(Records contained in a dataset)
//! UI-editable scene state and the flat list of draw items

use crate::camera::{CameraMode, CameraPose};
use crate::cube_pipeline::CubeSettings;
use crate::gpu_mesh::{GpuMesh, DEFAULT_CHARACTER_OFFSET};
use crate::light_manager::LightManager;
use crate::minimap::MinimapSettings;
use crate::pipeline::{ShadowMode, ViewUniforms};
use glam::{Mat4, Vec3};
use lumen_core::BezierCurve;
use std::ops::Range;

/// Shading switches the control panel edits
#[derive(Debug, Clone, Copy, PartialEq)]
pub struct RendererConfig {
    pub shadow_mode: ShadowMode,
    pcf_sample_count: u32,
    /// Shade untextured meshes with their material color instead of white
    pub use_material: bool,
}

impl Default for RendererConfig {
    fn default() -> Self {
        Self {
            shadow_mode: ShadowMode::Hard,
            pcf_sample_count: 4,
            use_material: true,
        }
    }
}

impl RendererConfig {
    pub const PCF_SAMPLE_RANGE: std::ops::RangeInclusive<u32> = 1..=64;

    pub fn new(shadow_mode: ShadowMode, pcf_sample_count: u32, use_material: bool) -> Self {
        let mut config = Self {
            shadow_mode,
            use_material,
            ..Default::default()
        };
        config.set_pcf_sample_count(pcf_sample_count);
        config
    }

    pub fn pcf_sample_count(&self) -> u32 {
        self.pcf_sample_count
    }

    pub fn set_pcf_sample_count(&mut self, count: u32) {
        self.pcf_sample_count = count.clamp(*Self::PCF_SAMPLE_RANGE.start(), *Self::PCF_SAMPLE_RANGE.end());
    }

    pub fn view_uniforms(&self, view_proj: Mat4, camera_pos: Vec3) -> ViewUniforms {
        ViewUniforms::new(
            view_proj,
            camera_pos,
            self.shadow_mode,
            self.pcf_sample_count,
            self.use_material,
        )
    }
}

/// Toggles and parameters shared between the control panel and the frame
#[derive(Debug, Clone)]
pub struct SceneState {
    pub camera_mode: CameraMode,
    pub show_minimap: bool,
    pub render_main_scene: bool,
    pub draw_light_markers: bool,
    pub draw_cube: bool,
    pub draw_curve: bool,
    /// Move light 0 along the curve
    pub bezier_light: bool,
    pub curve: BezierCurve,
    pub minimap: MinimapSettings,
    pub cube: CubeSettings,
    pub character_offset: Vec3,
    curve_dirty: bool,
}

impl Default for SceneState {
    fn default() -> Self {
        Self {
            camera_mode: CameraMode::Fly,
            show_minimap: true,
            render_main_scene: true,
            draw_light_markers: true,
            draw_cube: true,
            draw_curve: true,
            bezier_light: true,
            curve: BezierCurve::default(),
            minimap: MinimapSettings::default(),
            cube: CubeSettings::default(),
            character_offset: DEFAULT_CHARACTER_OFFSET,
            curve_dirty: true,
        }
    }
}

impl SceneState {
    /// Default state following `curve`; the overlay is sampled on the first frame
    pub fn with_curve(curve: BezierCurve) -> Self {
        Self {
            curve,
            ..Self::default()
        }
    }

    /// Resample the curve overlay on the next frame
    pub fn request_curve_redraw(&mut self) {
        self.curve_dirty = true;
    }

    pub fn take_curve_redraw(&mut self) -> bool {
        std::mem::take(&mut self.curve_dirty)
    }

    /// Place light 0 on the curve for `time` seconds. No-op unless
    /// `bezier_light` is set.
    pub fn animate_curve_light(&self, lights: &mut LightManager, time: f32) {
        if !self.bezier_light {
            return;
        }
        let position = self.curve.point_at(BezierCurve::oscillation_parameter(time));
        if let Some(light) = lights.lights_mut().first_mut() {
            light.set_position(position);
        }
    }
}

/// Flat list of draw items
#[derive(Default)]
pub struct Scene {
    meshes: Vec<GpuMesh>,
    character: Option<Range<usize>>,
}

impl Scene {
    pub fn new() -> Self {
        Self::default()
    }

    /// Append meshes and return their index range
    pub fn add_meshes(&mut self, meshes: Vec<GpuMesh>) -> Range<usize> {
        let start = self.meshes.len();
        self.meshes.extend(meshes);
        start..self.meshes.len()
    }

    /// Mark `range` as the character that rides along with the fly camera
    pub fn set_character(&mut self, range: Range<usize>) {
        let range = range.start.min(self.meshes.len())..range.end.min(self.meshes.len());
        for mesh in &mut self.meshes[range.clone()] {
            mesh.hidden_in_first_person = true;
        }
        self.character = Some(range);
    }

    pub fn has_character(&self) -> bool {
        self.character.as_ref().is_some_and(|r| !r.is_empty())
    }

    /// Move the character meshes under the fly camera
    pub fn attach_character(&mut self, fly: &CameraPose, offset: Vec3) {
        if let Some(range) = self.character.clone() {
            for mesh in &mut self.meshes[range] {
                mesh.attach_to_camera(fly.position, fly.forward, offset);
            }
        }
    }

    pub fn meshes(&self) -> &[GpuMesh] {
        &self.meshes
    }

    pub fn len(&self) -> usize {
        self.meshes.len()
    }

    pub fn is_empty(&self) -> bool {
        self.meshes.is_empty()
    }

    /// Every mesh, for the shadow pass
    pub fn shadow_casters(&self) -> Vec<&GpuMesh> {
        self.meshes.iter().collect()
    }

    /// Meshes the color passes draw for `mode`
    pub fn visible_meshes(&self, mode: CameraMode) -> impl Iterator<Item = &GpuMesh> {
        self.meshes.iter().filter(move |mesh| is_visible(mesh.hidden_in_first_person, mode))
    }

    pub fn write_uniforms(&self, queue: &wgpu::Queue) {
        for mesh in &self.meshes {
            mesh.write_uniforms(queue);
        }
    }
}

/// Hidden-in-first-person meshes are only skipped while flying
pub fn is_visible(hidden_in_first_person: bool, mode: CameraMode) -> bool {
    !(hidden_in_first_person && mode == CameraMode::Fly)
}

#[cfg(test)]
mod tests {
    use super::*;
    use crate::light_manager::DEFAULT_SHADOW_RESOLUTION;
    use glam::Vec4;

    #[test]
    fn pcf_sample_count_is_clamped() {
        let mut config = RendererConfig::default();
        config.set_pcf_sample_count(0);
        assert_eq!(config.pcf_sample_count(), 1);
        config.set_pcf_sample_count(500);
        assert_eq!(config.pcf_sample_count(), 64);
        assert_eq!(RendererConfig::new(ShadowMode::Pcf, 9, false).pcf_sample_count(), 9);
    }

    #[test]
    fn view_uniforms_carry_shadow_settings() {
        let config = RendererConfig::new(ShadowMode::Pcf, 16, false);
        let u = config.view_uniforms(Mat4::IDENTITY, Vec3::new(1.0, 2.0, 3.0));
        assert_eq!((u.shadow_mode, u.sample_count, u.use_material), (2, 16, 0));
        assert_eq!(u.camera_pos, [1.0, 2.0, 3.0, 1.0]);
    }

    #[test]
    fn character_hidden_only_in_fly_mode() {
        assert!(!is_visible(true, CameraMode::Fly));
        for mode in [CameraMode::ThirdPerson, CameraMode::Minimap, CameraMode::Light] {
            assert!(is_visible(true, mode));
        }
        assert!(is_visible(false, CameraMode::Fly));
    }

    #[test]
    fn curve_light_follows_oscillation() {
        let state = SceneState::default();
        let mut lights = LightManager::with_default_light(DEFAULT_SHADOW_RESOLUTION);
        lights.add_light(Vec3::ZERO, Vec4::ONE);

        state.animate_curve_light(&mut lights, 0.0);
        assert_eq!(lights.lights()[0].position(), state.curve.point_at(0.5));
        assert_eq!(lights.lights()[1].position(), Vec3::ZERO);
    }

    #[test]
    fn curve_light_disabled_leaves_light() {
        let state = SceneState {
            bezier_light: false,
            ..Default::default()
        };
        let mut lights = LightManager::with_default_light(DEFAULT_SHADOW_RESOLUTION);
        state.animate_curve_light(&mut lights, 3.0);
        assert_eq!(lights.lights()[0].position(), crate::light_manager::DEFAULT_LIGHT_POSITION);
    }

    #[test]
    fn curve_redraw_is_taken_once() {
        let mut state = SceneState::default();
        assert!(state.take_curve_redraw());
        assert!(!state.take_curve_redraw());
        state.request_curve_redraw();
        assert!(state.take_curve_redraw());
    }

    #[test]
    fn custom_curve_is_sampled_on_first_frame() {
        let curve = BezierCurve::new([Vec3::ZERO, Vec3::X, Vec3::Y, Vec3::Z]);
        let mut state = SceneState::with_curve(curve);
        assert_eq!(state.curve.control_points, curve.control_points);
        assert!(state.bezier_light);
        assert!(state.take_curve_redraw());
    }

    #[test]
    fn empty_scene_has_no_character() {
        let mut scene = Scene::new();
        scene.set_character(0..3);
        assert!(!scene.has_character());
        assert!(scene.is_empty());
        assert!(scene.meshes().is_empty());
    }
}
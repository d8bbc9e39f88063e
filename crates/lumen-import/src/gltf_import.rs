//! glTF/GLB file importer

use crate::types::{ImportResult, ImportedMaterial, ImportedMesh, ImportedTexture, TextureRef};
use lumen_core::{LumenError, Result};
use std::path::Path;

/// Import a glTF or GLB file
pub fn import_gltf<P: AsRef<Path>>(path: P) -> Result<ImportResult> {
    let path = path.as_ref();
    let (document, buffers, images) =
        gltf::import(path).map_err(|e| LumenError::mesh_load(path, e))?;

    let name = path
        .file_stem()
        .and_then(|n| n.to_str())
        .unwrap_or("unnamed")
        .to_string();

    let mut meshes = Vec::new();
    for mesh in document.meshes() {
        let mesh_name = mesh
            .name()
            .map(String::from)
            .unwrap_or_else(|| format!("mesh_{}", mesh.index()));

        for primitive in mesh.primitives() {
            if primitive.mode() != gltf::mesh::Mode::Triangles {
                log::warn!("{}: skipping non-triangle primitive in {}", path.display(), mesh_name);
                continue;
            }
            let reader = primitive.reader(|buffer| Some(&buffers[buffer.index()]));

            let positions: Vec<[f32; 3]> = reader
                .read_positions()
                .map(|iter| iter.collect())
                .unwrap_or_default();
            if positions.is_empty() {
                continue;
            }

            let normals: Vec<[f32; 3]> = reader
                .read_normals()
                .map(|iter| iter.collect())
                .unwrap_or_default();

            let uvs: Vec<[f32; 2]> = reader
                .read_tex_coords(0)
                .map(|iter| iter.into_f32().collect())
                .unwrap_or_default();

            let indices: Vec<u32> = reader
                .read_indices()
                .map(|iter| iter.into_u32().collect())
                .unwrap_or_else(|| (0..positions.len() as u32).collect());

            let mut imported = ImportedMesh {
                name: mesh_name.clone(),
                positions,
                normals,
                uvs,
                tangents: Vec::new(),
                bitangents: Vec::new(),
                indices,
                material_index: primitive.material().index(),
            };
            imported.complete_attributes();
            meshes.push(imported);
        }
    }

    if meshes.is_empty() {
        return Err(LumenError::mesh_load(path, "no triangle meshes found"));
    }

    let mut textures = Vec::new();
    for (i, image) in images.iter().enumerate() {
        let Some(data) = to_rgba8(image) else {
            log::warn!("{}: image {} has an unsupported pixel format", path.display(), i);
            textures.push(ImportedTexture {
                name: format!("image_{}", i),
                width: 1,
                height: 1,
                data: vec![255; 4],
            });
            continue;
        };
        textures.push(ImportedTexture {
            name: format!("image_{}", i),
            width: image.width,
            height: image.height,
            data,
        });
    }

    let materials = document
        .materials()
        .map(|material| {
            let pbr = material.pbr_metallic_roughness();
            let [r, g, b, a] = pbr.base_color_factor();
            let roughness = pbr.roughness_factor().clamp(0.05, 1.0);
            let specular = 0.5 * (1.0 - roughness) + 0.04;
            ImportedMaterial {
                name: material
                    .name()
                    .map(String::from)
                    .unwrap_or_else(|| format!("material_{}", material.index().unwrap_or(0))),
                kd: [r, g, b],
                ks: [specular; 3],
                shininess: (2.0 / roughness.powi(4) - 2.0).clamp(1.0, 256.0),
                transparency: a,
                diffuse_texture: pbr
                    .base_color_texture()
                    .map(|info| TextureRef::Embedded(info.texture().source().index())),
                normal_texture: material
                    .normal_texture()
                    .map(|info| TextureRef::Embedded(info.texture().source().index())),
            }
        })
        .collect();

    Ok(ImportResult {
        name,
        meshes,
        textures,
        materials,
    })
}

fn to_rgba8(image: &gltf::image::Data) -> Option<Vec<u8>> {
    use gltf::image::Format;
    let px = &image.pixels;
    let out = match image.format {
        Format::R8G8B8A8 => px.clone(),
        Format::R8G8B8 => px
            .chunks_exact(3)
            .flat_map(|c| [c[0], c[1], c[2], 255])
            .collect(),
        Format::R8G8 => px.chunks_exact(2).flat_map(|c| [c[0], c[1], 0, 255]).collect(),
        Format::R8 => px.iter().flat_map(|&v| [v, v, v, 255]).collect(),
        // 16-bit formats are little-endian; keep the high byte
        Format::R16G16B16A16 => px.chunks_exact(8).flat_map(|c| [c[1], c[3], c[5], c[7]]).collect(),
        Format::R16G16B16 => px.chunks_exact(6).flat_map(|c| [c[1], c[3], c[5], 255]).collect(),
        _ => return None,
    };
    Some(out)
}

#[cfg(test)]
mod tests {
    use super::*;

    #[test]
    fn malformed_gltf_reports_mesh_load() {
        let path = std::env::temp_dir().join(format!("lumen_bad_{}.gltf", std::process::id()));
        std::fs::write(&path, "{ not json").unwrap();
        let err = import_gltf(&path).unwrap_err();
        assert!(matches!(err, LumenError::MeshLoad { .. }));
        let _ = std::fs::remove_file(&path);
    }

    #[test]
    fn rgb_images_expand_to_rgba() {
        let image = gltf::image::Data {
            pixels: vec![10, 20, 30, 40, 50, 60],
            format: gltf::image::Format::R8G8B8,
            width: 2,
            height: 1,
        };
        assert_eq!(to_rgba8(&image).unwrap(), vec![10, 20, 30, 255, 40, 50, 60, 255]);
    }
}
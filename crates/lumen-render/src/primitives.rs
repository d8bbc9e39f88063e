//! Vertex layout and procedural meshes

use bytemuck::{Pod, Zeroable};
use lumen_import::ImportedMesh;

/// A vertex with position, normal, UV and tangent frame
#[repr(C)]
#[derive(Copy, Clone, Debug, Pod, Zeroable)]
pub struct Vertex {
    pub position: [f32; 3],
    pub normal: [f32; 3],
    pub uv: [f32; 2],
    pub tangent: [f32; 3],
    pub bitangent: [f32; 3],
}

impl Vertex {
    const ATTRIBS: [wgpu::VertexAttribute; 5] = wgpu::vertex_attr_array![
        0 => Float32x3,   // position
        1 => Float32x3,   // normal
        2 => Float32x2,   // uv
        3 => Float32x3,   // tangent
        4 => Float32x3,   // bitangent
    ];

    pub fn desc() -> wgpu::VertexBufferLayout<'static> {
        wgpu::VertexBufferLayout {
            array_stride: std::mem::size_of::<Vertex>() as wgpu::BufferAddress,
            step_mode: wgpu::VertexStepMode::Vertex,
            attributes: &Self::ATTRIBS,
        }
    }
}

/// A mesh with vertices and indices
pub struct Mesh {
    pub vertices: Vec<Vertex>,
    pub indices: Vec<u32>,
}

impl Mesh {
    /// Interleave an imported submesh. Missing UVs become zero.
    pub fn from_imported(mesh: &ImportedMesh) -> Self {
        let vertices = (0..mesh.positions.len())
            .map(|i| Vertex {
                position: mesh.positions[i],
                normal: mesh.normals.get(i).copied().unwrap_or([0.0, 1.0, 0.0]),
                uv: mesh.uvs.get(i).copied().unwrap_or([0.0, 0.0]),
                tangent: mesh.tangents.get(i).copied().unwrap_or([1.0, 0.0, 0.0]),
                bitangent: mesh.bitangents.get(i).copied().unwrap_or([0.0, 0.0, 1.0]),
            })
            .collect();
        Self {
            vertices,
            indices: mesh.indices.clone(),
        }
    }

    pub fn index_count(&self) -> usize {
        self.indices.len()
    }
}

/// Create an axis-aligned cube of edge length `size` centered on the origin
pub fn create_box_mesh(size: f32) -> Mesh {
    let h = size / 2.0;

    let corners = [
        [-h, -h, -h], // 0: back-bottom-left
        [h, -h, -h],  // 1: back-bottom-right
        [h, h, -h],   // 2: back-top-right
        [-h, h, -h],  // 3: back-top-left
        [-h, -h, h],  // 4: front-bottom-left
        [h, -h, h],   // 5: front-bottom-right
        [h, h, h],    // 6: front-top-right
        [-h, h, h],   // 7: front-top-left
    ];

    // Per face: corner indices in CCW order seen from outside, then the normal
    let faces: [([usize; 4], [f32; 3]); 6] = [
        ([0, 3, 2, 1], [0.0, 0.0, -1.0]),
        ([4, 5, 6, 7], [0.0, 0.0, 1.0]),
        ([0, 4, 7, 3], [-1.0, 0.0, 0.0]),
        ([5, 1, 2, 6], [1.0, 0.0, 0.0]),
        ([0, 1, 5, 4], [0.0, -1.0, 0.0]),
        ([3, 7, 6, 2], [0.0, 1.0, 0.0]),
    ];
    let face_uvs = [[0.0, 0.0], [1.0, 0.0], [1.0, 1.0], [0.0, 1.0]];

    let mut positions = Vec::with_capacity(24);
    let mut normals = Vec::with_capacity(24);
    let mut uvs = Vec::with_capacity(24);
    for (quad, normal) in faces {
        for (k, &corner) in quad.iter().enumerate() {
            positions.push(corners[corner]);
            normals.push(normal);
            uvs.push(face_uvs[k]);
        }
    }

    let indices: Vec<u32> = (0..6u32)
        .flat_map(|face| {
            let base = face * 4;
            [base, base + 1, base + 2, base, base + 2, base + 3]
        })
        .collect();

    let (tangents, bitangents) =
        lumen_import::compute_tangents(&positions, &normals, &uvs, &indices);

    let vertices = (0..positions.len())
        .map(|i| Vertex {
            position: positions[i],
            normal: normals[i],
            uv: uvs[i],
            tangent: tangents[i],
            bitangent: bitangents[i],
        })
        .collect();

    Mesh { vertices, indices }
}

#[cfg(test)]
mod tests {
    use super::*;
    use glam::Vec3;

    #[test]
    fn box_has_24_vertices_and_12_triangles() {
        let mesh = create_box_mesh(1.0);
        assert_eq!(mesh.vertices.len(), 24);
        assert_eq!(mesh.index_count(), 36);
    }

    #[test]
    fn box_winding_is_ccw_from_outside() {
        let mesh = create_box_mesh(2.0);
        for tri in mesh.indices.chunks_exact(3) {
            let a = Vec3::from(mesh.vertices[tri[0] as usize].position);
            let b = Vec3::from(mesh.vertices[tri[1] as usize].position);
            let c = Vec3::from(mesh.vertices[tri[2] as usize].position);
            let face_normal = (b - a).cross(c - a).normalize();
            let normal = Vec3::from(mesh.vertices[tri[0] as usize].normal);
            assert!(face_normal.dot(normal) > 0.99, "triangle {:?} faces inward", tri);
        }
    }

    #[test]
    fn vertex_stride_matches_attributes() {
        assert_eq!(std::mem::size_of::<Vertex>(), 14 * 4);
        assert_eq!(Vertex::desc().attributes.len(), 5);
    }
}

Description of the task: The lines above that hold "queue" are the result; show every one of them.

Your response:
    pub fn write_uniforms(&self, queue: &wgpu::Queue) {
            mesh.write_uniforms(queue);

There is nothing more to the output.